Write out again the entries from the first line to the line that includes "validate_settings(settings)?;", keeping both of those lines.

Dataset records:
------------------------------------------------------------------------

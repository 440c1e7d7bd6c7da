//! Command handlers.

pub(crate) mod clean;
pub(crate) mod config;
pub(crate) mod sync;
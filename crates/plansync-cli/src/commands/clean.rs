use std::io::{self, BufRead, Write};

use anyhow::anyhow;
use chrono::Utc;
use plansync_config::{Settings, validate_settings};
use plansync_core::{RetentionPolicy, sweep};

use crate::cli::{CleanArgs, OutputFormat};
use crate::client::{AppContext, CliError, CliResult};
use crate::output::render_sweep_report;

/// Resolved sweep: threshold and the directories it covers.
#[derive(Debug)]
pub(crate) struct CleanupPlan {
    pub(crate) max_age_days: u64,
    pub(crate) policy: RetentionPolicy,
}

pub(crate) async fn handle_clean(
    ctx: &AppContext,
    args: CleanArgs,
    format: OutputFormat,
) -> CliResult<()> {
    let plan = plan_cleanup(&ctx.settings, &args)?;
    if !args.yes {
        let confirmed = confirm_cleanup(&plan, &mut io::stdin().lock(), &mut io::stderr())?;
        if !confirmed {
            eprintln!("Cleanup cancelled.");
            return Ok(());
        }
    }
    execute_cleanup(plan, format).await
}

pub(crate) fn plan_cleanup(settings: &Settings, args: &CleanArgs) -> CliResult<CleanupPlan> {
    validate_settings(settings)?;
    let max_age_days = args.max_age_days.unwrap_or(settings.retention_days);
    let policy = settings.retention_policy(max_age_days);
    if policy.directories.is_empty() {
        return Err(CliError::validation(
            "no target directories configured (set one with `plansync config set --dir FORMAT=PATH`)",
        ));
    }
    Ok(CleanupPlan {
        max_age_days,
        policy,
    })
}

/// Ask for confirmation; anything other than `y`/`yes` declines.
pub(crate) fn confirm_cleanup(
    plan: &CleanupPlan,
    input: &mut impl BufRead,
    prompt: &mut impl Write,
) -> CliResult<bool> {
    write!(
        prompt,
        "Delete all flightplan files older than {} days in the target directories? [y/N] ",
        plan.max_age_days
    )
    .and_then(|()| prompt.flush())
    .map_err(|err| CliError::failure(anyhow!("failed to write prompt: {err}")))?;

    let mut answer = String::new();
    input
        .read_line(&mut answer)
        .map_err(|err| CliError::failure(anyhow!("failed to read confirmation: {err}")))?;
    Ok(matches!(
        answer.trim().to_ascii_lowercase().as_str(),
        "y" | "yes"
    ))
}

pub(crate) async fn execute_cleanup(plan: CleanupPlan, format: OutputFormat) -> CliResult<()> {
    let CleanupPlan {
        max_age_days,
        policy,
    } = plan;
    let report = tokio::task::spawn_blocking(move || sweep(&policy, Utc::now()))
        .await
        .map_err(|err| CliError::failure(anyhow!("retention sweep task failed: {err}")))?;
    render_sweep_report(&report, max_age_days, format)
}

#[cfg(test)]
mod tests {
    use super::*;
    use anyhow::Result;
    use plansync_core::FormatId;
    use plansync_test_support::fs::{DAY_SECS, age_file, file_names, temp_dir, write_file};
    use std::io::Cursor;
    use std::time::Duration;

    fn settings_with(dir: &std::path::Path) -> Settings {
        Settings {
            directories: [
                (FormatId::Pdf, dir.display().to_string()),
                (FormatId::Fms, String::new()),
            ]
            .into(),
            ..Settings::default()
        }
    }

    #[test]
    fn plan_uses_saved_retention_unless_overridden() -> Result<()> {
        let dir = temp_dir()?;
        let settings = settings_with(dir.path());
        let plan = plan_cleanup(&settings, &CleanArgs::default())
            .map_err(|err| anyhow!(err.display_message()))?;
        assert_eq!(plan.max_age_days, 7);
        assert_eq!(plan.policy.directories.len(), 1);

        let plan = plan_cleanup(
            &settings,
            &CleanArgs {
                max_age_days: Some(2),
                yes: true,
            },
        )
        .map_err(|err| anyhow!(err.display_message()))?;
        assert_eq!(plan.policy.max_age_seconds, 2 * DAY_SECS);
        Ok(())
    }

    #[test]
    fn plan_without_directories_is_a_validation_error() {
        let err = plan_cleanup(&Settings::default(), &CleanArgs::default())
            .expect_err("nothing to sweep");
        assert_eq!(err.exit_code(), 2);
    }

    #[test]
    fn confirmation_accepts_only_yes() -> Result<()> {
        let dir = temp_dir()?;
        let plan = plan_cleanup(&settings_with(dir.path()), &CleanArgs::default())
            .map_err(|err| anyhow!(err.display_message()))?;

        for (answer, expected) in [("y\n", true), ("YES\n", true), ("n\n", false), ("", false)] {
            let mut prompt = Vec::new();
            let confirmed = confirm_cleanup(&plan, &mut Cursor::new(answer), &mut prompt)
                .map_err(|err| anyhow!(err.display_message()))?;
            assert_eq!(confirmed, expected, "answer {answer:?}");
            assert_eq!(
                String::from_utf8(prompt)?,
                "Delete all flightplan files older than 7 days in the target directories? [y/N] "
            );
        }
        Ok(())
    }

    #[tokio::test]
    async fn cleanup_deletes_only_expired_files() -> Result<()> {
        let dir = temp_dir()?;
        let old = write_file(dir.path(), "KJFKKLAX01.pdf", b"old")?;
        let recent = write_file(dir.path(), "KJFKKLAX02.pdf", b"recent")?;
        age_file(&old, Duration::from_secs(8 * DAY_SECS))?;
        age_file(&recent, Duration::from_secs(DAY_SECS))?;

        let plan = plan_cleanup(&settings_with(dir.path()), &CleanArgs::default())
            .map_err(|err| anyhow!(err.display_message()))?;
        execute_cleanup(plan, OutputFormat::Table)
            .await
            .map_err(|err| anyhow!(err.display_message()))?;

        assert_eq!(file_names(dir.path())?, vec!["KJFKKLAX02.pdf"]);
        Ok(())
    }
}
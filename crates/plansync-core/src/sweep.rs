//! Retention sweeper.
//!
//! Only direct-child files are considered. Missing or unreadable directories
//! are skipped, and per-file failures are collected without aborting.

use std::fs;
use std::io;
use std::path::Path;

use chrono::{DateTime, Utc};
use tracing::{debug, info, warn};

use crate::model::{RetentionPolicy, SweepFailure, SweepReport};

/// Delete files older than `policy.max_age_seconds` relative to `now`.
#[must_use]
pub fn sweep(policy: &RetentionPolicy, now: DateTime<Utc>) -> SweepReport {
    sweep_with(policy, now, |path| fs::remove_file(path))
}

fn sweep_with<R>(policy: &RetentionPolicy, now: DateTime<Utc>, mut remove: R) -> SweepReport
where
    R: FnMut(&Path) -> io::Result<()>,
{
    let mut report = SweepReport::default();
    for directory in &policy.directories {
        sweep_directory(
            directory,
            policy.max_age_seconds,
            now,
            &mut remove,
            &mut report,
        );
    }
    info!(
        deleted = report.deleted.len(),
        failed = report.failed.len(),
        skipped = report.skipped.len(),
        "retention sweep finished"
    );
    report
}

fn sweep_directory<R>(
    directory: &Path,
    max_age_seconds: u64,
    now: DateTime<Utc>,
    remove: &mut R,
    report: &mut SweepReport,
) where
    R: FnMut(&Path) -> io::Result<()>,
{
    let entries = match fs::read_dir(directory) {
        Ok(entries) => entries,
        Err(err) => {
            warn!(
                directory = %directory.display(),
                error = %err,
                "skipping unreadable retention directory"
            );
            report.skipped.push(directory.to_path_buf());
            return;
        }
    };

    for entry in entries {
        let path = match entry {
            Ok(entry) => entry.path(),
            Err(err) => {
                warn!(directory = %directory.display(), error = %err, "failed to read directory entry");
                continue;
            }
        };

        let modified = match fs::metadata(&path) {
            Ok(metadata) if !metadata.is_file() => continue,
            Ok(metadata) => metadata.modified(),
            Err(err) => Err(err),
        };
        let modified = match modified {
            Ok(modified) => DateTime::<Utc>::from(modified),
            Err(err) => {
                warn!(path = %path.display(), error = %err, "failed to read file age");
                report.failed.push(SweepFailure {
                    path,
                    reason: err.to_string(),
                });
                continue;
            }
        };

        if !is_expired(now, modified, max_age_seconds) {
            debug!(path = %path.display(), "keeping file within retention window");
            continue;
        }

        match remove(&path) {
            Ok(()) => {
                info!(path = %path.display(), "deleted old file");
                report.deleted.push(path);
            }
            Err(err) => {
                warn!(path = %path.display(), error = %err, "failed to delete old file");
                report.failed.push(SweepFailure {
                    path,
                    reason: err.to_string(),
                });
            }
        }
    }
}

fn is_expired(now: DateTime<Utc>, modified: DateTime<Utc>, max_age_seconds: u64) -> bool {
    let age_ms = now.signed_duration_since(modified).num_milliseconds();
    u64::try_from(age_ms).is_ok_and(|age_ms| age_ms > max_age_seconds.saturating_mul(1_000))
}
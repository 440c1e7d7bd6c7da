//! Default endpoints and retention values.

/// OFP metadata fetcher endpoint.
pub const METADATA_URL: &str = "https://www.simbrief.com/api/xml.fetcher.php";
/// Prefix under which per-format flight plan files are published.
pub const ARTIFACT_BASE_URL: &str = "https://www.simbrief.com/ofp/flightplans/";
/// Default retention window in days.
pub const RETENTION_DAYS: u64 = 7;
/// Seconds in one day.
pub const SECONDS_PER_DAY: u64 = 86_400;
/// Default HTTP timeout in seconds.
pub const HTTP_TIMEOUT_SECS: u64 = 30;
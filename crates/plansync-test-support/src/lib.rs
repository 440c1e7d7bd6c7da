#![forbid(unsafe_code)]
#![deny(
    unused_must_use,
    unreachable_pub,
    clippy::all,
    clippy::pedantic,
    clippy::nursery,
    rustdoc::broken_intra_doc_links,
    rustdoc::bare_urls,
    missing_docs
)]

//! Shared test helpers used across integration suites.
//! Layout: fixtures.rs (sample flight plan payloads), fs.rs (temp directories and file ageing).

pub mod fixtures;
pub mod fs;
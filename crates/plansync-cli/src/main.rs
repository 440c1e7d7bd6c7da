use std::process;

#[tokio::main]
async fn main() {
    let exit_code = plansync_cli::run().await;
    process::exit(exit_code);
}
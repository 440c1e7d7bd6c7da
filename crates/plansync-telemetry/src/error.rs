//! Error types for telemetry operations.

use std::error::Error;
use std::fmt::{self, Display, Formatter};

/// Result alias for telemetry operations.
pub type Result<T> = std::result::Result<T, TelemetryError>;

/// Errors raised by telemetry helpers.
#[derive(Debug)]
pub enum TelemetryError {
    /// Installing the tracing subscriber failed.
    SubscriberInstall {
        /// Underlying tracing subscriber error.
        source: tracing_subscriber::util::TryInitError,
    },
    /// The configured level could not be parsed as a filter directive.
    InvalidLevel {
        /// Level string that was rejected.
        level: String,
        /// Underlying parse error.
        source: tracing_subscriber::filter::ParseError,
    },
}

impl Display for TelemetryError {
    fn fmt(&self, formatter: &mut Formatter<'_>) -> fmt::Result {
        match self {
            Self::SubscriberInstall { .. } => {
                formatter.write_str("failed to install tracing subscriber")
            }
            Self::InvalidLevel { .. } => formatter.write_str("invalid log level directive"),
        }
    }
}

impl Error for TelemetryError {
    fn source(&self) -> Option<&(dyn Error + 'static)> {
        match self {
            Self::SubscriberInstall { source } => Some(source),
            Self::InvalidLevel { source, .. } => Some(source),
        }
    }
}
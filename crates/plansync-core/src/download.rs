//! Streaming artifact downloader.
//!
//! The body is written to disk in fixed-size chunks as it arrives. Progress is
//! reported after every chunk when the server advertised a length, and always
//! once with `1.0` on completion. A failed download leaves any partial file in
//! place.

use std::path::{Path, PathBuf};

use futures_util::StreamExt;
use reqwest::Client;
use tokio::fs;
use tokio::io::AsyncWriteExt;
use tracing::{debug, info};

use crate::error::{SyncError, SyncResult};

const OPERATION: &str = "download_artifact";

/// Write granularity for downloaded bodies.
pub const CHUNK_SIZE: usize = 8 * 1024;

/// File written by a completed download.
#[derive(Clone, Debug, PartialEq, Eq)]
pub struct DownloadedArtifact {
    /// Destination path.
    pub path: PathBuf,
    /// Number of bytes written.
    pub bytes: u64,
}

/// Downloads artifacts over the shared HTTP client.
#[derive(Clone, Debug)]
pub struct ArtifactDownloader {
    client: Client,
}

impl ArtifactDownloader {
    /// Create a downloader backed by `client`.
    #[must_use]
    pub const fn new(client: Client) -> Self {
        Self { client }
    }

    /// Stream `url` into `directory/filename`, reporting progress fractions.
    ///
    /// # Errors
    ///
    /// - [`SyncError::Network`] on transport failure or a non-success status.
    /// - [`SyncError::Io`] when the directory or file cannot be created or written.
    pub async fn download<F>(
        &self,
        url: &str,
        directory: &Path,
        filename: &str,
        mut on_progress: F,
    ) -> SyncResult<DownloadedArtifact>
    where
        F: FnMut(f64),
    {
        fs::create_dir_all(directory)
            .await
            .map_err(|source| SyncError::io("create_directory", directory, source))?;
        let path = directory.join(filename);

        let response = self
            .client
            .get(url)
            .send()
            .await
            .and_then(reqwest::Response::error_for_status)
            .map_err(|source| SyncError::network(OPERATION, url, source))?;
        let total = response.content_length();
        debug!(url, total_bytes = ?total, "download started");

        let mut file = fs::File::create(&path)
            .await
            .map_err(|source| SyncError::io("create_file", &path, source))?;
        let mut written: u64 = 0;
        let mut stream = response.bytes_stream();

        while let Some(chunk) = stream.next().await {
            let chunk = chunk.map_err(|source| SyncError::network(OPERATION, url, source))?;
            for piece in chunk.chunks(CHUNK_SIZE) {
                file.write_all(piece)
                    .await
                    .map_err(|source| SyncError::io("write_file", &path, source))?;
                written = written.saturating_add(piece.len() as u64);
                if let Some(fraction) = progress_fraction(written, total) {
                    on_progress(fraction);
                }
            }
        }

        file.flush()
            .await
            .map_err(|source| SyncError::io("flush_file", &path, source))?;
        on_progress(1.0);
        info!(path = %path.display(), bytes = written, "artifact saved");

        Ok(DownloadedArtifact {
            path,
            bytes: written,
        })
    }
}

/// Fraction of `total` covered by `written`, clamped to `[0, 1]`.
///
/// Returns `None` when the total is unknown or zero.
#[must_use]
#[allow(clippy::cast_precision_loss)]
pub fn progress_fraction(written: u64, total: Option<u64>) -> Option<f64> {
    let total = total.filter(|total| *total > 0)?;
    Some((written as f64 / total as f64).clamp(0.0, 1.0))
}
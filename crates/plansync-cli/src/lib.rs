#![forbid(unsafe_code)]
#![deny(
    unused_must_use,
    unreachable_pub,
    clippy::all,
    clippy::pedantic,
    clippy::nursery,
    rustdoc::broken_intra_doc_links,
    rustdoc::bare_urls,
    missing_docs
)]
#![allow(clippy::redundant_pub_crate)]

//! Command-line front end for the flight plan synchroniser.
//!
//! Layout:
//! - `cli.rs`: argument parsing and command dispatch
//! - `commands/`: command handlers grouped by concern
//! - `client.rs`: shared HTTP client, settings context, and errors
//! - `output.rs`: renderers and the console progress sink
//! - `main.rs`: thin entrypoint delegating to `run()`

pub(crate) mod cli;
pub(crate) mod client;
pub(crate) mod commands;
pub(crate) mod output;

pub use cli::run;
use plansync_config::{Settings, validate_settings};

use crate::cli::{ConfigSetArgs, OutputFormat};
use crate::client::{AppContext, CliError, CliResult};
use crate::output::render_settings;

pub(crate) fn handle_config_show(ctx: &AppContext, format: OutputFormat) -> CliResult<()> {
    render_settings(&ctx.settings, ctx.store.path(), format)
}

pub(crate) async fn handle_config_set(
    ctx: &AppContext,
    args: ConfigSetArgs,
    format: OutputFormat,
) -> CliResult<()> {
    if is_empty_change(&args) {
        return Err(CliError::validation(
            "no settings changes provided (see `plansync config set --help`)",
        ));
    }

    let updated = ctx
        .store
        .update(move |settings| {
            apply_changes(settings, args);
            validate_settings(settings)
        })
        .await?;

    if format == OutputFormat::Table {
        println!("Settings saved to {}.", ctx.store.path().display());
    }
    render_settings(&updated, ctx.store.path(), format)
}

fn is_empty_change(args: &ConfigSetArgs) -> bool {
    args.user_id.is_none()
        && args.formats.is_empty()
        && args.directories.is_empty()
        && args.retention_days.is_none()
}

fn apply_changes(settings: &mut Settings, args: ConfigSetArgs) {
    if let Some(user_id) = args.user_id {
        settings.username = user_id.trim().to_string();
    }
    if !args.formats.is_empty() {
        settings.formats = args.formats.into_iter().collect();
    }
    for (format, directory) in args.directories {
        if directory.is_empty() {
            settings.directories.remove(&format);
        } else {
            settings.directories.insert(format, directory);
        }
    }
    if let Some(days) = args.retention_days {
        settings.retention_days = days;
    }
}
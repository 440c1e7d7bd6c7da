//! Subscriber installation and logging configuration.
//!
//! # Design
//! - Single entry point installing an env-filtered fmt layer (pretty or JSON).
//! - `RUST_LOG` overrides the configured level when set.
//! - Records the build SHA once so every span reports the same value.

use once_cell::sync::OnceCell;
use tracing_subscriber::{EnvFilter, fmt, layer::SubscriberExt, util::SubscriberInitExt};

use crate::error::{Result, TelemetryError};

/// Default logging level when `RUST_LOG` is not provided.
pub const DEFAULT_LOG_LEVEL: &str = "warn";

static BUILD_SHA: OnceCell<String> = OnceCell::new();

/// Configure and install the global tracing subscriber.
///
/// # Errors
///
/// - [`TelemetryError::InvalidLevel`] when `level` is not a valid directive.
/// - [`TelemetryError::SubscriberInstall`] when a global subscriber is already set.
pub fn init_logging(config: &LoggingConfig<'_>) -> Result<()> {
    let filter = build_env_filter(config.level)?;
    // The first recorded SHA wins.
    let _ = BUILD_SHA.set(config.build_sha.to_string());
    let layer = fmt::layer()
        .with_writer(std::io::stderr)
        .with_target(false)
        .with_thread_ids(false);

    let installed = match config.format {
        LogFormat::Json => tracing_subscriber::registry()
            .with(filter)
            .with(layer.json())
            .try_init(),
        LogFormat::Pretty => tracing_subscriber::registry()
            .with(filter)
            .with(layer.compact())
            .try_init(),
    };
    installed.map_err(|source| TelemetryError::SubscriberInstall { source })
}

/// Access the build SHA recorded during logging initialisation.
#[must_use]
pub fn build_sha() -> &'static str {
    BUILD_SHA.get().map_or("dev", String::as_str)
}

/// Logging configuration.
#[derive(Debug, Clone)]
pub struct LoggingConfig<'a> {
    /// Log level directive (e.g., `warn`, `plansync_core=debug`).
    pub level: &'a str,
    /// Output format selection for the tracing subscriber.
    pub format: LogFormat,
    /// Build identifier recorded in structured logs.
    pub build_sha: &'a str,
}

impl Default for LoggingConfig<'_> {
    fn default() -> Self {
        Self {
            level: DEFAULT_LOG_LEVEL,
            format: LogFormat::infer(),
            build_sha: build_sha(),
        }
    }
}

/// Available output formats for the logger.
#[derive(Debug, Clone, Copy, PartialEq, Eq)]
pub enum LogFormat {
    /// Emit logs as structured JSON objects.
    Json,
    /// Emit human-readable single-line logs.
    Pretty,
}

impl LogFormat {
    /// Choose a sensible default for the current build.
    #[must_use]
    pub const fn infer() -> Self {
        if cfg!(debug_assertions) {
            Self::Pretty
        } else {
            Self::Json
        }
    }
}

fn build_env_filter(level: &str) -> Result<EnvFilter> {
    if let Ok(filter) = EnvFilter::try_from_default_env() {
        return Ok(filter);
    }
    EnvFilter::try_new(level).map_err(|source| TelemetryError::InvalidLevel {
        level: level.to_string(),
        source,
    })
}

------------------------------------------------------------------------

Response:
repository 440c1e7d7bd6c7da
//! Command handlers.

pub(crate) mod clean;
pub(crate) mod config;
pub(crate) mod sync;
filename crates/plansync-cli/src/commands/clean.rs
use std::io::{self, BufRead, Write};

use anyhow::anyhow;
use chrono::Utc;
use plansync_config::{Settings, validate_settings};
use plansync_core::{RetentionPolicy, sweep};

use crate::cli::{CleanArgs, OutputFormat};
use crate::client::{AppContext, CliError, CliResult};
use crate::output::render_sweep_report;

/// Resolved sweep: threshold and the directories it covers.
#[derive(Debug)]
pub(crate) struct CleanupPlan {
    pub(crate) max_age_days: u64,
    pub(crate) policy: RetentionPolicy,
}

pub(crate) async fn handle_clean(
    ctx: &AppContext,
    args: CleanArgs,
    format: OutputFormat,
) -> CliResult<()> {
    let plan = plan_cleanup(&ctx.settings, &args)?;
    if !args.yes {
        let confirmed = confirm_cleanup(&plan, &mut io::stdin().lock(), &mut io::stderr())?;
        if !confirmed {
            eprintln!("Cleanup cancelled.");
            return Ok(());
        }
    }
    execute_cleanup(plan, format).await
}

pub(crate) fn plan_cleanup(settings: &Settings, args: &CleanArgs) -> CliResult<CleanupPlan> {
    validate_settings(settings)?;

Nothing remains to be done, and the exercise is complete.